Sweden, France Relegated From Women’s World Championship


In one unsurprising development, and in another very surprising development, France and Sweden have been relegated to Division IA of the 2020 Women’s World Championship, with France going back down after their first trip to the Top Division, while Sweden is relegated for the first time in their history.

France was eliminated after three straight Group B losses, ironically being formally relegated in a 2-1 loss to Sweden. Les Bleus did manage a 3-2 overtime win over Germany to end their tournament with two points, but will look to improve and return to the Top Division in 2021 after their inaugural trip to Espoo.

As for the other elimination, this comes as much more as a surprise, as most would have anticipated a newly-promoted team like Czechia or Japan to be sent down over the Damkronorna, who have played in every World Championship Top Division since the inaugural tournament in 1990, and are two-time bronze medalists in 2005 and 2007. Sweden, originally part of the “big four” of women’s hockey with Canada, the United States and Finland, had their team funding cut by the Swedish Olympic Committee after a disappointing second-last place finish at the PyeongChang Olympics in 2018, so the program’s freefall became evermore evident after their relegation following a stunning 3-2 late loss to Japan.

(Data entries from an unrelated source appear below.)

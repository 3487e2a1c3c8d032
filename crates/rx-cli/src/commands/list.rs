//! List command implementation

use anyhow::Result;

use crate::client::{open_client, require_session, ClientOptions};
use crate::output::format_executables;

/// Print the session's executables, optionally as JSON
pub async fn list_command(options: &ClientOptions, json: bool) -> Result<()> {
    let client = open_client(options).await?;
    let view = client.view();
    client.close().await;

    require_session(&view)?;

    if json {
        println!("{}", serde_json::to_string_pretty(view.executables())?);
    } else {
        println!("{}", format_executables(view.executables()));
    }

    Ok(())
}
//! Peer directory.
//!
//! Tracks every peer this node has discovered: addresses, advertised shard
//! ranges and content types, connection state, last-seen time and a
//! reputation score. The map sits behind a tokio `RwLock`; each peer's
//! reputation is an atomic so concurrent adjustments only need a read lock.

use std::cmp::Reverse;
use std::collections::{BTreeSet, HashMap};
use std::sync::atomic::{AtomicI64, Ordering};
use std::sync::Arc;

use chrono::{DateTime, Duration, Utc};
use libp2p::{Multiaddr, PeerId};
use serde::Serialize;
use tokio::sync::RwLock;
use tracing::{debug, info};

use strata_shared::constants::{MAX_REPUTATION, MIN_REPUTATION};
use strata_shared::protocol::NodeAnnouncement;
use strata_shared::{ConnectionState, ContentType, ShardRange};

#[derive(Debug)]
struct PeerEntry {
    addresses: Vec<Multiaddr>,
    content_types: BTreeSet<ContentType>,
    shard_ranges: Vec<ShardRange>,
    state: ConnectionState,
    last_seen: DateTime<Utc>,
    reputation: Arc<AtomicI64>,
}

impl PeerEntry {
    fn new(now: DateTime<Utc>) -> Self {
        Self {
            addresses: Vec::new(),
            content_types: BTreeSet::new(),
            shard_ranges: Vec::new(),
            state: ConnectionState::Disconnected,
            last_seen: now,
            reputation: Arc::new(AtomicI64::new(0)),
        }
    }

    fn add_address(&mut self, addr: Multiaddr) {
        if !self.addresses.contains(&addr) {
            self.addresses.push(addr);
        }
    }

    fn serves(&self, shard: u32, content_type: ContentType) -> bool {
        self.shard_ranges.iter().any(|r| r.contains(shard))
            || self.content_types.contains(&content_type)
    }
}

/// Newly observed information about a peer. `None` fields leave the stored
/// value untouched.
#[derive(Debug, Clone)]
pub struct PeerUpdate {
    pub peer_id: PeerId,
    pub addresses: Vec<Multiaddr>,
    pub content_types: Option<BTreeSet<ContentType>>,
    pub shard_ranges: Option<Vec<ShardRange>>,
    pub state: Option<ConnectionState>,
}

impl PeerUpdate {
    /// A bare discovery (DHT, mDNS, bootstrap) with the given addresses.
    pub fn discovered(peer_id: PeerId, addresses: Vec<Multiaddr>) -> Self {
        Self {
            peer_id,
            addresses,
            content_types: None,
            shard_ranges: None,
            state: None,
        }
    }
}

/// Parameters for [`PeerDirectory::select_replication_targets`].
#[derive(Debug, Clone)]
pub struct TargetQuery<'a> {
    pub shard: u32,
    pub content_type: ContentType,
    pub count: usize,
    /// Peers that must not be returned (current holders, failed candidates).
    pub exclude: &'a [PeerId],
}

/// Serializable snapshot of one peer for status reporting.
#[derive(Debug, Clone, Serialize)]
pub struct PeerSummary {
    pub peer_id: String,
    pub addresses: Vec<String>,
    pub state: ConnectionState,
    pub reputation: i64,
    pub last_seen: DateTime<Utc>,
    pub shard_ranges: Vec<ShardRange>,
    pub content_types: Vec<ContentType>,
}

#[derive(Debug, Default)]
pub struct PeerDirectory {
    peers: RwLock<HashMap<PeerId, PeerEntry>>,
}

impl PeerDirectory {
    pub fn new() -> Self {
        Self::default()
    }

    /// Merge newly observed info into the peer's record, creating it on
    /// first discovery. Always refreshes last-seen.
    pub async fn upsert(&self, update: PeerUpdate) {
        let now = Utc::now();
        let mut peers = self.peers.write().await;
        let entry = peers.entry(update.peer_id).or_insert_with(|| {
            debug!(peer = %update.peer_id, "Discovered new peer");
            PeerEntry::new(now)
        });

        for addr in update.addresses {
            entry.add_address(addr);
        }
        if let Some(content_types) = update.content_types {
            entry.content_types = content_types;
        }
        if let Some(ranges) = update.shard_ranges {
            entry.shard_ranges = ranges;
        }
        if let Some(state) = update.state {
            entry.state = state;
        }
        entry.last_seen = now;
    }

    pub async fn on_connected(&self, peer_id: PeerId, address: Multiaddr) {
        self.upsert(PeerUpdate {
            peer_id,
            addresses: vec![address],
            content_types: None,
            shard_ranges: None,
            state: Some(ConnectionState::Connected),
        })
        .await;
    }

    pub async fn on_disconnected(&self, peer_id: &PeerId) {
        let mut peers = self.peers.write().await;
        if let Some(entry) = peers.get_mut(peer_id) {
            entry.state = ConnectionState::Disconnected;
            entry.last_seen = Utc::now();
            debug!(peer = %peer_id, "Peer marked disconnected");
        }
    }

    /// Record the shard ranges and content types a peer advertised over gossip.
    pub async fn apply_announcement(&self, peer_id: PeerId, announcement: &NodeAnnouncement) {
        self.upsert(PeerUpdate {
            peer_id,
            addresses: Vec::new(),
            content_types: Some(announcement.content_types.iter().copied().collect()),
            shard_ranges: Some(announcement.shard_ranges.clone()),
            state: None,
        })
        .await;
    }

    /// Add `delta` to the peer's reputation, clamped to the reputation
    /// bounds. Returns the new score.
    pub async fn reputation_adjust(&self, peer_id: &PeerId, delta: i64) -> i64 {
        let score = self.reputation_cell(peer_id).await;
        let previous = score
            .fetch_update(Ordering::AcqRel, Ordering::Acquire, |current| {
                Some(current.saturating_add(delta).clamp(MIN_REPUTATION, MAX_REPUTATION))
            })
            .unwrap_or_else(|current| current);
        let updated = previous.saturating_add(delta).clamp(MIN_REPUTATION, MAX_REPUTATION);
        debug!(peer = %peer_id, delta, reputation = updated, "Adjusted reputation");
        updated
    }

    /// Operator action: put a peer's reputation back to zero.
    pub async fn reset_reputation(&self, peer_id: &PeerId) -> bool {
        let peers = self.peers.read().await;
        match peers.get(peer_id) {
            Some(entry) => {
                entry.reputation.store(0, Ordering::Release);
                info!(peer = %peer_id, "Reputation reset");
                true
            }
            None => false,
        }
    }

    pub async fn reputation(&self, peer_id: &PeerId) -> Option<i64> {
        let peers = self.peers.read().await;
        peers.get(peer_id).map(|e| e.reputation.load(Ordering::Acquire))
    }

    pub async fn is_connected(&self, peer_id: &PeerId) -> bool {
        let peers = self.peers.read().await;
        peers
            .get(peer_id)
            .is_some_and(|e| e.state == ConnectionState::Connected)
    }

    /// Pick up to `query.count` peers to hold a replica.
    ///
    /// Order of preference: connected, then serving the shard or content
    /// type, then highest reputation, then peer ID. Excluded and blocked
    /// peers are never returned.
    pub async fn select_replication_targets<F>(&self, query: TargetQuery<'_>, is_blocked: F) -> Vec<PeerId>
    where
        F: Fn(&PeerId) -> bool,
    {
        let peers = self.peers.read().await;
        let mut candidates: Vec<(bool, bool, i64, String, PeerId)> = peers
            .iter()
            .filter(|(id, _)| !query.exclude.contains(id) && !is_blocked(id))
            .map(|(id, entry)| {
                (
                    entry.state == ConnectionState::Connected,
                    entry.serves(query.shard, query.content_type),
                    entry.reputation.load(Ordering::Acquire),
                    id.to_string(),
                    *id,
                )
            })
            .collect();

        candidates.sort_by(|a, b| {
            (Reverse(a.0), Reverse(a.1), Reverse(a.2), &a.3)
                .cmp(&(Reverse(b.0), Reverse(b.1), Reverse(b.2), &b.3))
        });

        candidates
            .into_iter()
            .take(query.count)
            .map(|(.., id)| id)
            .collect()
    }

    /// Drop disconnected peers unseen for longer than `max_absence`.
    pub async fn prune(&self, max_absence: Duration) -> usize {
        self.prune_at(Utc::now(), max_absence).await
    }

    pub async fn prune_at(&self, now: DateTime<Utc>, max_absence: Duration) -> usize {
        let mut peers = self.peers.write().await;
        let before = peers.len();
        peers.retain(|peer_id, entry| {
            let keep = entry.state == ConnectionState::Connected
                || now.signed_duration_since(entry.last_seen) <= max_absence;
            if !keep {
                debug!(peer = %peer_id, "Pruning absent peer");
            }
            keep
        });
        before - peers.len()
    }

    pub async fn summaries(&self) -> Vec<PeerSummary> {
        let peers = self.peers.read().await;
        let mut out: Vec<PeerSummary> = peers
            .iter()
            .map(|(id, entry)| PeerSummary {
                peer_id: id.to_string(),
                addresses: entry.addresses.iter().map(ToString::to_string).collect(),
                state: entry.state,
                reputation: entry.reputation.load(Ordering::Acquire),
                last_seen: entry.last_seen,
                shard_ranges: entry.shard_ranges.clone(),
                content_types: entry.content_types.iter().copied().collect(),
            })
            .collect();
        out.sort_by(|a, b| a.peer_id.cmp(&b.peer_id));
        out
    }

    pub async fn connected_count(&self) -> usize {
        let peers = self.peers.read().await;
        peers
            .values()
            .filter(|e| e.state == ConnectionState::Connected)
            .count()
    }

    pub async fn known_count(&self) -> usize {
        self.peers.read().await.len()
    }

    async fn reputation_cell(&self, peer_id: &PeerId) -> Arc<AtomicI64> {
        if let Some(entry) = self.peers.read().await.get(peer_id) {
            return entry.reputation.clone();
        }
        let mut peers = self.peers.write().await;
        peers
            .entry(*peer_id)
            .or_insert_with(|| PeerEntry::new(Utc::now()))
            .reputation
            .clone()
    }
}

Looking to replace these teams in Nova Scotia in 2020 are fighting for these two spots right now in Budapest, Hungary in the Division IA tournament, set to wrap up on April 13. History will be made regardless of which two teams are promoted, however, as three teams (Austria, Hungary and Italy) have never made the Top Division, while the Denmark, Norway and Slovakia have not been in the Top Division since 1992, 1997 and 2012, respectively. And while it is unlikely that the 2020 tournament will see a former titan like Sweden fall to Division IA, with parity getting closer each year, nobody can be certain of what to expect out of future tournaments in the upcoming decade and beyond.